# What criteria needs to be met to consider a people a civilization?



## JimDuyer (Apr 26, 2021)

I have produced a few posts that have only been shared on this site.  This time I would like to post
one that I recently posted on Quora, in answer to a question there, because I believe that it deserves
some attention.



I won’t regurgitate the traditional archaeological opinions about the formation and creation of civilizations, and the traditional requirements that they insist on, prior to naming a sophisticated group of people a civilization. I will instead share with you my recent translation of one of the earliest so-called civilizations - that of the Sumerians. I’ve spent the past 15 years learning their language and customs. It’s been my full-time job. I have not polished this yet, so please accept a raw form:

Information about the very earliest kings, from the Sumerian Kings List, literally translated by myself, tells us:

The first king was associated with hoeing, gathering and collecting.

Next came a kingdom of irrigation and small collections of sheep

Then Copper and other metal objects come into play

Next the first report of beings, divine properties, and policemen. Odd collection for that period, right?

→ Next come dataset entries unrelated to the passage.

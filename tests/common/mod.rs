//! Shared test utilities
//!
//! Deterministic stand-ins for the microphone, the transcription service
//! and the light.

#![allow(dead_code)]

use std::collections::VecDeque;
use std::sync::{Arc, Mutex};
use std::time::Duration;

use async_trait::async_trait;
use tokio::sync::mpsc;

use voice_light::config::Config;
use voice_light::voice::{
    CapturedAudio, ListenResult, MicrophoneSource, SAMPLE_RATE, TranscribeResult, Transcriber,
};
use voice_light::{Error, LightActuator, LightState, Result};

/// Generate sine wave audio samples
#[allow(
    clippy::cast_possible_truncation,
    clippy::cast_sign_loss,
    clippy::cast_precision_loss
)]
pub fn generate_sine_samples(frequency: f32, duration_secs: f32, amplitude: f32) -> Vec<f32> {
    let num_samples = (SAMPLE_RATE as f32 * duration_secs) as usize;
    (0..num_samples)
        .map(|i| {
            let t = i as f32 / SAMPLE_RATE as f32;
            amplitude * (2.0 * std::f32::consts::PI * frequency * t).sin()
        })
        .collect()
}

/// Generate silence
#[allow(
    clippy::cast_possible_truncation,
    clippy::cast_sign_loss,
    clippy::cast_precision_loss
)]
pub fn generate_silence(duration_secs: f32) -> Vec<f32> {
    let num_samples = (SAMPLE_RATE as f32 * duration_secs) as usize;
    vec![0.0; num_samples]
}

/// Configuration with test-friendly defaults
pub fn test_config() -> Config {
    let mut config = Config::default();
    config.light.on_url = "http://light.test/on".to_string();
    config.light.off_url = "http://light.test/off".to_string();
    config
}

/// One scripted microphone listen
#[derive(Debug, Clone, Copy)]
pub enum MicStep {
    /// Nobody spoke
    Silence,
    /// A phrase was captured
    Speech,
    /// The audio stream broke
    Fail,
}

/// Microphone replaying a script, then reporting silence
///
/// When the script runs out it fires the optional shutdown sender so a
/// running loop stops.
pub struct FakeMicrophone {
    script: VecDeque<MicStep>,
    listens: Arc<Mutex<usize>>,
    shutdown_when_done: Option<mpsc::Sender<()>>,
    fail_calibration: bool,
}

impl FakeMicrophone {
    pub fn new(script: impl IntoIterator<Item = MicStep>) -> Self {
        Self {
            script: script.into_iter().collect(),
            listens: Arc::new(Mutex::new(0)),
            shutdown_when_done: None,
            fail_calibration: false,
        }
    }

    /// Speech on every listen, `count` times
    pub fn speaking(count: usize) -> Self {
        Self::new(std::iter::repeat_n(MicStep::Speech, count))
    }

    pub fn shutdown_when_done(mut self, tx: mpsc::Sender<()>) -> Self {
        self.shutdown_when_done = Some(tx);
        self
    }

    pub const fn failing_calibration(mut self) -> Self {
        self.fail_calibration = true;
        self
    }

    /// Shared counter of listen calls
    pub fn listens(&self) -> Arc<Mutex<usize>> {
        Arc::clone(&self.listens)
    }
}

#[async_trait(?Send)]
impl MicrophoneSource for FakeMicrophone {
    async fn calibrate(&mut self, _duration: Duration) -> Result<f32> {
        if self.fail_calibration {
            return Err(Error::MicrophoneOpen("device busy".to_string()));
        }
        Ok(0.02)
    }

    async fn listen(
        &mut self,
        _listen_timeout: Duration,
        _phrase_time_limit: Duration,
    ) -> Result<ListenResult> {
        *self.listens.lock().unwrap() += 1;

        let Some(step) = self.script.pop_front() else {
            if let Some(tx) = self.shutdown_when_done.take() {
                let _ = tx.try_send(());
            }
            return Ok(ListenResult::Timeout);
        };

        match step {
            MicStep::Silence => Ok(ListenResult::Timeout),
            MicStep::Speech => Ok(ListenResult::Audio(CapturedAudio {
                samples: generate_sine_samples(440.0, 0.5, 0.3),
                sample_rate: SAMPLE_RATE,
            })),
            MicStep::Fail => Err(Error::Audio("stream closed".to_string())),
        }
    }
}

/// Transcriber replaying scripted results
pub struct FakeTranscriber {
    script: Mutex<VecDeque<TranscribeResult>>,
}

impl FakeTranscriber {
    pub fn new(script: impl IntoIterator<Item = TranscribeResult>) -> Self {
        Self {
            script: Mutex::new(script.into_iter().collect()),
        }
    }

    /// Every phrase transcribes to the given texts, in order
    pub fn texts(texts: &[&str]) -> Self {
        Self::new(
            texts
                .iter()
                .map(|t| TranscribeResult::Text((*t).to_string())),
        )
    }
}

#[async_trait]
impl Transcriber for FakeTranscriber {
    async fn transcribe(&self, _audio: &CapturedAudio) -> TranscribeResult {
        self.script
            .lock()
            .unwrap()
            .pop_front()
            .unwrap_or(TranscribeResult::Unintelligible)
    }
}

/// Light recording every request
#[derive(Clone, Default)]
pub struct FakeLight {
    calls: Arc<Mutex<Vec<LightState>>>,
    completed: Arc<Mutex<usize>>,
    unreachable: bool,
    delay: Option<Duration>,
}

impl FakeLight {
    pub fn new() -> Self {
        Self::default()
    }

    /// A light whose every request fails
    pub fn unreachable() -> Self {
        Self {
            unreachable: true,
            ..Self::default()
        }
    }

    /// A light that takes `delay` to answer
    pub fn slow(delay: Duration) -> Self {
        Self {
            delay: Some(delay),
            ..Self::default()
        }
    }

    pub fn calls(&self) -> Vec<LightState> {
        self.calls.lock().unwrap().clone()
    }

    /// Requests that ran to the end
    pub fn completed(&self) -> usize {
        *self.completed.lock().unwrap()
    }
}

#[async_trait]
impl LightActuator for FakeLight {
    async fn set(&self, state: LightState) -> Result<u16> {
        self.calls.lock().unwrap().push(state);
        if let Some(delay) = self.delay {
            tokio::time::sleep(delay).await;
        }
        *self.completed.lock().unwrap() += 1;
        if self.unreachable {
            return Err(Error::Actuator("connection refused".to_string()));
        }
        Ok(200)
    }
}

Or did they need policemen to fill the temples?

Next is reported writing boards, and foundations, with words meaning to build.

Then we find weapons being constructed, along with the words “to disappear, to slice, and chopping”.

Next is a period of abuse, defeat, death, ruin, heap, mound, and cry or noise.

And finally came the localized flooding that we learn of in the Bible texts.

This is all over a period of many tens of thousands of years, but you can see the pattern. At what point did they have civilization? To me, when they seemed happy and had enough time to make instruments of metal to help them in their labors.

Religious folk might tell you it was later, when the deities arrived.

Scientists might suggest that it was when they had writing and began to build.

Military leaders would assure you that only when they had the weapons to ensure a “peaceful” existence did civilization begin. But we see that that was followed by ruin.

So, here’s the time to make your own selection, both yourself and the other readers on here - at what point would we consider these early people as being “civilized”?





> Note: This OP was recovered from the Sh.org archive.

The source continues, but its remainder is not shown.